I assume nothing of the kind. Like all professionals, teachers need to know what works with what clients and in what circumstances to enhance their skill and improve their effectiveness. "Evidence-based medicine" seeks to put at doctors' disposal the accumulated evidence of what therapeutic measures work in clinical practice.
Doctors often know no simple solution. Theirs is not a "technological skill, like word processing". Good doctoring, like good teaching, requires a sophisticated judgment. In the words of a great physician, Oliver Wendell Holmes: "Medicine is the most difficult of the sciences and the most laborious of arts."

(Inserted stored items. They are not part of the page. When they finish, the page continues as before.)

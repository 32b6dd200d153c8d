//! Built-in tripwire descriptor.
//!
//! Watches stabilized track updates and tripwire contours, and reports an
//! event whenever a track segment crosses a wire:
//!
//! - open polyline: `TRIPWIRE`
//! - closed loop:   `ENTERING_REGION` / `EXITING_REGION`, or both when the
//!   segment crosses the boundary but starts and ends on the same side

use crate::contour::ContourType;
use crate::descriptor_input::{DescriptorInput, InputId, InputKind, InputKinds};
use crate::event::{Event, TripInfo};
use crate::event_types::{EventTypeId, ENTERING_REGION, EXITING_REGION, TRIPWIRE};
use crate::geometry::{self, Polygon};
use crate::source::{DescriptorSource, SourceOutput};
use crate::timestamp::TimeStamp;
use crate::track::TrackId;
use nalgebra::Point2;
use std::collections::{BTreeMap, HashMap};
use std::sync::Arc;
use tracing::debug;

/// Lead-in given to every crossing event.
pub const PRE_TRIP_DURATION_US: i64 = 3_000_000;

#[derive(Debug, Clone)]
struct Tripwire {
    /// Vertices without the closing duplicate
    points: Polygon,
    closed: bool,
    /// Source-local ids of events this wire produced
    events: Vec<i64>,
}

#[derive(Debug, Clone, Copy, PartialEq)]
enum Crossing {
    Open,
    Entering,
    Exiting,
    Ambiguous,
}

#[derive(Debug, Clone, Copy)]
struct Intersection {
    wire: InputId,
    track: TrackId,
    pre: TimeStamp,
    post: TimeStamp,
    location: Point2<f64>,
    time: TimeStamp,
    crossing: Crossing,
}

pub struct TripwireDescriptor {
    wires: BTreeMap<InputId, Tripwire>,
    tracks: HashMap<TrackId, BTreeMap<TimeStamp, Point2<f64>>>,
    next_event_id: i64,
    output: Vec<SourceOutput>,
}

impl TripwireDescriptor {
    pub fn new() -> Self {
        Self {
            wires: BTreeMap::new(),
            tracks: HashMap::new(),
            next_event_id: 0,
            output: Vec::new(),
        }
    }

    pub fn wire_count(&self) -> usize {
        self.wires.len()
    }

    fn add_wire(&mut self, id: InputId, points: &Polygon) {
        let closed = geometry::is_closed(points);
        let points = geometry::open_vertices(points).to_vec();
        if points.len() < 2 {
            return;
        }
        let wire = Tripwire {
            points,
            closed,
            events: Vec::new(),
        };

        // Check every known track against the new wire
        let mut hits = Vec::new();
        for (track, path) in &self.tracks {
            let samples: Vec<_> = path.iter().collect();
            for pair in samples.windows(2) {
                let (t0, p0) = pair[0];
                let (t1, p1) = pair[1];
                if let Some(hit) = check_segment(id, &wire, *track, *t0, p0, *t1, p1) {
                    hits.push(hit);
                }
            }
        }
        self.wires.insert(id, wire);
        hits.sort_by_key(|h| (h.post, h.track));
        self.process(hits);
    }

    fn update_track(&mut self, track: TrackId, time: TimeStamp, point: Point2<f64>) {
        let path = self.tracks.entry(track).or_default();
        path.insert(time, point);
        let Some((&pre_time, &pre_point)) = path.range(..time).next_back() else {
            return;
        };

        let hits: Vec<_> = self
            .wires
            .iter()
            .filter_map(|(id, wire)| {
                check_segment(*id, wire, track, pre_time, &pre_point, time, &point)
            })
            .collect();
        self.process(hits);
    }

    fn process(&mut self, hits: Vec<Intersection>) {
        for hit in hits {
            let track_start = self
                .tracks
                .get(&hit.track)
                .and_then(|p| p.keys().next().copied())
                .unwrap_or(hit.pre);

            let mut start = hit.post.shifted(-PRE_TRIP_DURATION_US);
            if hit.pre < start {
                start = hit.pre;
            } else if start < track_start {
                start = track_start;
            }

            let kinds: &[EventTypeId] = match hit.crossing {
                Crossing::Open => &[TRIPWIRE],
                Crossing::Entering => &[ENTERING_REGION],
                Crossing::Exiting => &[EXITING_REGION],
                Crossing::Ambiguous => &[ENTERING_REGION, EXITING_REGION],
            };
            for &kind in kinds {
                self.emit_event(&hit, kind, start);
            }
        }
    }

    fn emit_event(&mut self, hit: &Intersection, kind: EventTypeId, start: TimeStamp) {
        let id = self.next_event_id;
        self.next_event_id += 1;
        debug!("Tripwire {} crossed by {} at {}", hit.wire, hit.track, hit.time);

        let mut event = Event::new(id)
            .with_classifier(kind, 1.0)
            .with_track(hit.track, start, hit.post)
            .with_span(start, hit.post);
        event.trip = Some(TripInfo {
            location: hit.location,
            time: hit.time,
        });

        if let Some(wire) = self.wires.get_mut(&hit.wire) {
            wire.events.push(id);
        }
        self.output.push(SourceOutput::Event(event));
    }
}

impl Default for TripwireDescriptor {
    fn default() -> Self {
        Self::new()
    }
}

fn check_segment(
    wire_id: InputId,
    wire: &Tripwire,
    track: TrackId,
    pre: TimeStamp,
    p0: &Point2<f64>,
    post: TimeStamp,
    p1: &Point2<f64>,
) -> Option<Intersection> {
    let (t, location) = geometry::edges(&wire.points, wire.closed)
        .iter()
        .filter_map(|(a, b)| geometry::segment_intersection(p0, p1, a, b))
        .min_by(|a, b| a.0.total_cmp(&b.0))?;

    let crossing = if wire.closed {
        let inside_before = geometry::contains_point(&wire.points, p0);
        let inside_after = geometry::contains_point(&wire.points, p1);
        match (inside_before, inside_after) {
            (false, true) => Crossing::Entering,
            (true, false) => Crossing::Exiting,
            _ => Crossing::Ambiguous,
        }
    } else {
        Crossing::Open
    };

    let span = (post.as_micros() - pre.as_micros()) as f64;
    let time = pre.shifted((span * t).round() as i64);
    Some(Intersection {
        wire: wire_id,
        track,
        pre,
        post,
        location,
        time,
        crossing,
    })
}

impl DescriptorSource for TripwireDescriptor {
    fn name(&self) -> &str {
        "Tripwire"
    }

    fn accepted_inputs(&self) -> InputKinds {
        InputKind::TrackUpdate | InputKind::Contour
    }

    fn inject_input(&mut self, id: InputId, input: Arc<DescriptorInput>) {
        match input.as_ref() {
            DescriptorInput::TrackUpdate { track, state } => {
                self.update_track(*track, state.time, state.point);
            }
            DescriptorInput::Contour(contour) if contour.kind == ContourType::Tripwire => {
                self.add_wire(id, &contour.points);
            }
            _ => {}
        }
    }

    fn revoke_input(&mut self, id: InputId, revoke_events: bool) {
        if let Some(wire) = self.wires.remove(&id) {
            if revoke_events {
                self.output
                    .extend(wire.events.into_iter().map(SourceOutput::RevokeEvent));
            }
        }
    }

    fn drain_output(&mut self) -> Vec<SourceOutput> {
        std::mem::take(&mut self.output)
    }
}

#[cfg(test)]
mod tests {
    use super::*;
    use crate::contour::Contour;
    use crate::track::TrackState;

    fn ts(ms: i64) -> TimeStamp {
        TimeStamp::from_millis(ms)
    }

    fn update(track: TrackId, ms: i64, x: f64, y: f64) -> Arc<DescriptorInput> {
        Arc::new(DescriptorInput::TrackUpdate {
            track,
            state: TrackState::new(ts(ms), x, y),
        })
    }

    fn contour(kind: ContourType, points: Polygon) -> Arc<DescriptorInput> {
        Arc::new(DescriptorInput::Contour(Contour::new(1, "c", kind, points)))
    }

    fn vertical_wire() -> Polygon {
        vec![Point2::new(5.0, -10.0), Point2::new(5.0, 10.0)]
    }

    fn square_loop() -> Polygon {
        vec![
            Point2::new(0.0, 0.0),
            Point2::new(10.0, 0.0),
            Point2::new(10.0, 10.0),
            Point2::new(0.0, 10.0),
            Point2::new(0.0, 0.0),
        ]
    }

    fn events(out: Vec<SourceOutput>) -> Vec<Event> {
        out.into_iter()
            .filter_map(|o| match o {
                SourceOutput::Event(e) => Some(e),
                _ => None,
            })
            .collect()
    }

    #[test]
    fn test_open_wire_crossing() {
        let mut d = TripwireDescriptor::new();
        let track = TrackId::new(1, 1);
        d.inject_input(InputId(1), contour(ContourType::Tripwire, vertical_wire()));
        d.inject_input(InputId(2), update(track, 0, 0.0, 0.0));
        d.inject_input(InputId(3), update(track, 1_000, 10.0, 0.0));

        let evs = events(d.drain_output());
        assert_eq!(evs.len(), 1);
        let e = &evs[0];
        assert_eq!(e.sole_classifier(), Some(TRIPWIRE));
        assert_eq!(e.end, ts(1_000));
        // post - 3s is before the track start, pre is not earlier: clamp to track start
        assert_eq!(e.start, ts(0));
        assert_eq!(e.trip.unwrap().time, ts(500));
        assert_eq!(e.tracks[0].track, track);
    }

    #[test]
    fn test_old_pre_state_extends_start() {
        let mut d = TripwireDescriptor::new();
        let track = TrackId::new(1, 1);
        d.inject_input(InputId(1), contour(ContourType::Tripwire, vertical_wire()));
        d.inject_input(InputId(2), update(track, 0, 0.0, 0.0));
        d.inject_input(InputId(3), update(track, 10_000, 10.0, 0.0));
        let e = &events(d.drain_output())[0];
        assert_eq!(e.start, ts(0));
        assert_eq!(e.end, ts(10_000));
    }

    #[test]
    fn test_start_is_three_seconds_before_post() {
        let mut d = TripwireDescriptor::new();
        let track = TrackId::new(1, 1);
        d.inject_input(InputId(1), contour(ContourType::Tripwire, vertical_wire()));
        d.inject_input(InputId(2), update(track, 0, -20.0, 0.0));
        d.inject_input(InputId(3), update(track, 5_000, 0.0, 0.0));
        d.inject_input(InputId(4), update(track, 6_000, 10.0, 0.0));
        let e = &events(d.drain_output())[0];
        assert_eq!(e.start, ts(3_000));
    }

    #[test]
    fn test_loop_entering_and_exiting() {
        let mut d = TripwireDescriptor::new();
        let track = TrackId::new(1, 2);
        d.inject_input(InputId(1), contour(ContourType::Tripwire, square_loop()));
        d.inject_input(InputId(2), update(track, 0, -5.0, 5.0));
        d.inject_input(InputId(3), update(track, 100, 5.0, 5.0));
        d.inject_input(InputId(4), update(track, 200, 15.0, 5.0));

        let kinds: Vec<_> = events(d.drain_output())
            .iter()
            .map(|e| e.sole_classifier().unwrap())
            .collect();
        assert_eq!(kinds, vec![ENTERING_REGION, EXITING_REGION]);
    }

    #[test]
    fn test_loop_pass_through_emits_both() {
        let mut d = TripwireDescriptor::new();
        let track = TrackId::new(1, 3);
        d.inject_input(InputId(1), contour(ContourType::Tripwire, square_loop()));
        d.inject_input(InputId(2), update(track, 0, -5.0, 5.0));
        d.inject_input(InputId(3), update(track, 100, 15.0, 5.0));
        let kinds: Vec<_> = events(d.drain_output())
            .iter()
            .map(|e| e.sole_classifier().unwrap())
            .collect();
        assert_eq!(kinds, vec![ENTERING_REGION, EXITING_REGION]);
    }

    #[test]
    fn test_new_wire_checks_known_tracks() {
        let mut d = TripwireDescriptor::new();
        let track = TrackId::new(4, 4);
        d.inject_input(InputId(1), update(track, 0, 0.0, 0.0));
        d.inject_input(InputId(2), update(track, 100, 10.0, 0.0));
        assert!(d.drain_output().is_empty());

        d.inject_input(InputId(3), contour(ContourType::Tripwire, vertical_wire()));
        assert_eq!(events(d.drain_output()).len(), 1);
    }

    #[test]
    fn test_non_tripwire_contours_ignored() {
        let mut d = TripwireDescriptor::new();
        d.inject_input(InputId(1), contour(ContourType::Filter, square_loop()));
        assert_eq!(d.wire_count(), 0);
    }

    #[test]
    fn test_revoke_removes_wire_and_optionally_events() {
        let mut d = TripwireDescriptor::new();
        let track = TrackId::new(1, 1);
        d.inject_input(InputId(1), contour(ContourType::Tripwire, vertical_wire()));
        d.inject_input(InputId(2), update(track, 0, 0.0, 0.0));
        d.inject_input(InputId(3), update(track, 100, 10.0, 0.0));
        let id = events(d.drain_output())[0].id;

        d.revoke_input(InputId(1), true);
        assert_eq!(d.wire_count(), 0);
        assert_eq!(d.drain_output(), vec![SourceOutput::RevokeEvent(id)]);

        // Unknown ids are ignored
        d.revoke_input(InputId(99), true);
        assert!(d.drain_output().is_empty());
    }
}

The evidence-based teaching I advocate requires more research about what works in what circumstances and then makes the knowledge available to teachers for use as a component in decision-making that also takes account of specific circumstances.
Bassey commends one brand of educational research - the version of action research associated with the late Lawrence Stenhouse - as helpful to teachers. Evidence-based teaching is open to many varieties of research. Bassey is entitled to his preferences and prejudices, but these do not constitute a monopoly of the ways in which teachers are helped by research to make high-quality decisions in their classroom practice.
The TTA should support more teacher-led, school-based research adopting a range of approaches.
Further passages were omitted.